He turned full face to me—more freckles and a pebble-size, scabbed-over gash on his forehead—and I saw his eyes for the first time. They were amber-colored, gold. He assessed my challenge, then decided I was too petty to be taken seriously and turned his face back to the road.

But I felt as though the stinging stare of his eyes remained on me. I had never seen eyes like those before. They had not only blinded my own eyes, as per my suggestion, but had done away with my tongue as well. As soon as we got through the school gate, he went his way without ceremony. Just as I had never seen him on the school grounds in my previous four years at the school, I didn’t see him a single time that day.

And, for the rest of that year, I never saw him around school—neither on the playground during break times, nor at the concrete water troughs, which were always crowded, nor at any of the shade spots where lunch was eaten and scandals were stirred. Nor did I see him in the evening when school was out and little gangs were formed to raid mango groves or go off to find sweetshops somewhere behind God’s back or simply to play-fight in the field before rushing home. Lucas was nowhere to be seen. I saw him only in the mornings, when I arrived at his gate, without my mother, who accompanied me just that first time.

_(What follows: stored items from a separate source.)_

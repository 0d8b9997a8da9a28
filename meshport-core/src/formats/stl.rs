/// STL reader for binary and ASCII files
///
/// ```text
/// binary: UINT8[80] header, UINT32 triangle count, then per triangle
///         REAL32[3] normal, REAL32[3] x 3 vertices, UINT16 attribute
/// ascii:  solid .. facet normal .. outer loop, vertex x y z (x3), endloop, endfacet .. endsolid
/// ```
use std::path::Path;

use tracing::debug;

use super::binary::ByteReader;
use super::read_file;
use super::text::keyword_triple;
use crate::error::IoResult;
use crate::geometry::{Mesh, Vec3};

const HEADER_SIZE: usize = 80;

/// Load an STL file, detecting ASCII vs binary from its content.
pub fn load_stl<P: AsRef<Path>>(path: P) -> IoResult<Mesh> {
    let data = read_file(path.as_ref())?;
    decode_stl(&data)
}

/// Decode STL bytes, detecting ASCII vs binary from the content.
pub fn decode_stl(data: &[u8]) -> IoResult<Mesh> {
    if is_ascii_stl(data) {
        Ok(parse_ascii_stl(&String::from_utf8_lossy(data)))
    } else {
        parse_binary_stl(data)
    }
}

/// ASCII only if the file starts with `solid` (any case) and also mentions
/// both `vertex` and `facet`; binary headers often start with `solid` too.
pub fn is_ascii_stl(data: &[u8]) -> bool {
    if data.len() < 5 || !data[..5].eq_ignore_ascii_case(b"solid") {
        return false;
    }
    let text = String::from_utf8_lossy(data);
    text.contains("vertex") && text.contains("facet")
}

/// Parse a binary STL file
///
/// Every triangle gets three fresh vertices; nothing is shared.
pub fn parse_binary_stl(data: &[u8]) -> IoResult<Mesh> {
    let mut reader = ByteReader::new(data);
    reader.read_bytes(HEADER_SIZE)?;
    let triangle_count = reader.read_u32_le()? as usize;

    // Capacity is capped by what the data can actually hold
    let capacity = triangle_count.min(reader.remaining() / 50);
    let mut mesh = Mesh::with_capacity(capacity * 3, capacity);

    for _ in 0..triangle_count {
        // Normal is recomputable and often wrong, skip it
        reader.read_bytes(12)?;

        let mut corners = [0u32; 3];
        for corner in &mut corners {
            let x = reader.read_f32_le()?;
            let y = reader.read_f32_le()?;
            let z = reader.read_f32_le()?;
            *corner = mesh.add_vertex(Vec3::new(x, y, z));
        }

        // Attribute byte count
        reader.read_u16_le()?;

        mesh.add_face(corners[0], corners[1], corners[2]);
    }

    debug!(triangles = triangle_count, "parsed binary STL");
    Ok(mesh)
}

/// Parse an ASCII STL file
///
/// Vertices are collected per facet and a face is emitted on `endfacet` only
/// when exactly three were seen. Malformed vertex lines are ignored.
pub fn parse_ascii_stl(input: &str) -> Mesh {
    let mut mesh = Mesh::new();
    let mut facet: Vec<Vec3> = Vec::with_capacity(3);
    let mut discarded = 0usize;

    for line in input.lines() {
        let trimmed = line.trim();

        if let Some([x, y, z]) = keyword_triple(trimmed, "vertex") {
            facet.push(Vec3::new(x, y, z));
        } else if trimmed.split_whitespace().next() == Some("endfacet") {
            if facet.len() == 3 {
                let a = mesh.add_vertex(facet[0]);
                let b = mesh.add_vertex(facet[1]);
                let c = mesh.add_vertex(facet[2]);
                mesh.add_face(a, b, c);
            } else {
                discarded += 1;
            }
            facet.clear();
        }
    }

    debug!(
        faces = mesh.face_count(),
        discarded, "parsed ASCII STL"
    );
    mesh
}

#[cfg(test)]
mod tests {
    use super::*;
    use crate::error::IoError;

    fn binary_stl(triangles: &[[[f32; 3]; 3]], header: &[u8]) -> Vec<u8> {
        let mut data = vec![0u8; HEADER_SIZE];
        data[..header.len()].copy_from_slice(header);
        data.extend_from_slice(&(triangles.len() as u32).to_le_bytes());
        for triangle in triangles {
            for value in [0.0f32, 0.0, 1.0] {
                data.extend_from_slice(&value.to_le_bytes());
            }
            for vertex in triangle {
                for value in vertex {
                    data.extend_from_slice(&value.to_le_bytes());
                }
            }
            data.extend_from_slice(&0u16.to_le_bytes());
        }
        data
    }

    #[test]
    fn test_parse_binary_header() {
        let mut data = vec![0u8; 84];
        // Set triangle count to 0
        data[80..84].copy_from_slice(&0u32.to_le_bytes());

        let mesh = parse_binary_stl(&data).unwrap();
        assert_eq!(mesh.face_count(), 0);
        assert_eq!(mesh.vertex_count(), 0);
    }

    #[test]
    fn test_binary_triangles_do_not_share_vertices() {
        let tri = [[0.0, 0.0, 0.0], [1.0, 0.0, 0.0], [0.0, 1.0, 0.0]];
        let data = binary_stl(&[tri, tri], b"binary");

        let mesh = decode_stl(&data).unwrap();
        assert_eq!(mesh.vertex_count(), 6);
        assert_eq!(mesh.faces, vec![[0, 1, 2], [3, 4, 5]]);
        assert_eq!(mesh.vertices[4], Vec3::new(1.0, 0.0, 0.0));
    }

    #[test]
    fn test_binary_header_starting_with_solid() {
        let tri = [[0.0, 0.0, 0.0], [1.0, 0.0, 0.0], [0.0, 1.0, 0.0]];
        let data = binary_stl(&[tri], b"solid exported by some tool");

        assert!(!is_ascii_stl(&data));
        assert_eq!(decode_stl(&data).unwrap().face_count(), 1);
    }

    #[test]
    fn test_binary_truncated() {
        let tri = [[0.0, 0.0, 0.0], [1.0, 0.0, 0.0], [0.0, 1.0, 0.0]];
        let mut data = binary_stl(&[tri], b"");
        data.truncate(data.len() - 10);
        assert!(matches!(decode_stl(&data), Err(IoError::UnexpectedEof { .. })));

        assert!(matches!(decode_stl(&[0u8; 40]), Err(IoError::UnexpectedEof { .. })));
    }

    #[test]
    fn test_ascii() {
        let text = "\
SOLID cube
  facet normal 0 0 1
    outer loop
      vertex 0 0 0
      vertex 1 0 0
      vertex 1 1 0
    endloop
  endfacet
  facet normal 0 0 1
    outer loop
      vertex 0 0 0
      vertex 1 1 0
    endloop
  endfacet
  facet normal 0 0 1
    outer loop
      vertex 0 0 1
      vertex 1.5 0 1
      vertex 1 1 1e0
    endloop
  endfacet
endsolid cube
";
        assert!(is_ascii_stl(text.as_bytes()));
        let mesh = decode_stl(text.as_bytes()).unwrap();

        // The two-vertex facet is discarded
        assert_eq!(mesh.face_count(), 2);
        assert_eq!(mesh.vertex_count(), 6);
        assert_eq!(mesh.faces[1], [3, 4, 5]);
        assert_eq!(mesh.vertices[4], Vec3::new(1.5, 0.0, 1.0));
    }
}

In the evening of that first day, when I got home from school, I asked my mother a barrage of questions. I sought desperately to know two things: who were those people, and why was I to go with Lucas to school? My mother’s answers were less than extraordinary. Those people, she told me, were people from down the hill; the mother she knew from “back in the days.” Yesterday, she’d run into her and found out that she had lived in Jane Ash Corner for “donkey years now” and had a “wash-belly” boy my age, who attended the same school as me.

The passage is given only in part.